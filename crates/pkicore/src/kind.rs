//! `Kind` — the four artifact kinds a `PkiObject` can be, and the opaque
//! usage/policy descriptors best-match selection takes (`spec.md` §3, §4.5).

#[derive(Debug, Clone, Copy, PartialEq, Eq, Hash)]
pub enum Kind {
    Certificate,
    Crl,
    PublicKey,
    PrivateKey,
}

/// A caller-defined usage bitmask (e.g. key-usage / extended-key-usage
/// bits). Opaque to this crate: only `DecodedCertificate` implementations
/// interpret it.
#[derive(Debug, Clone, Copy, PartialEq, Eq, Default)]
pub struct Usage(pub u32);

/// Reserved for a future certificate-policy OID list; carries no data yet.
#[derive(Debug, Clone, Copy, Default)]
pub struct Policies;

== What to produce ==
Each line in the data that holds the string "Copy" must be returned.

== Task solution ==
#[derive(Debug, Clone, Copy, PartialEq, Eq, Hash)]
#[derive(Debug, Clone, Copy, PartialEq, Eq, Default)]
#[derive(Debug, Clone, Copy, Default)]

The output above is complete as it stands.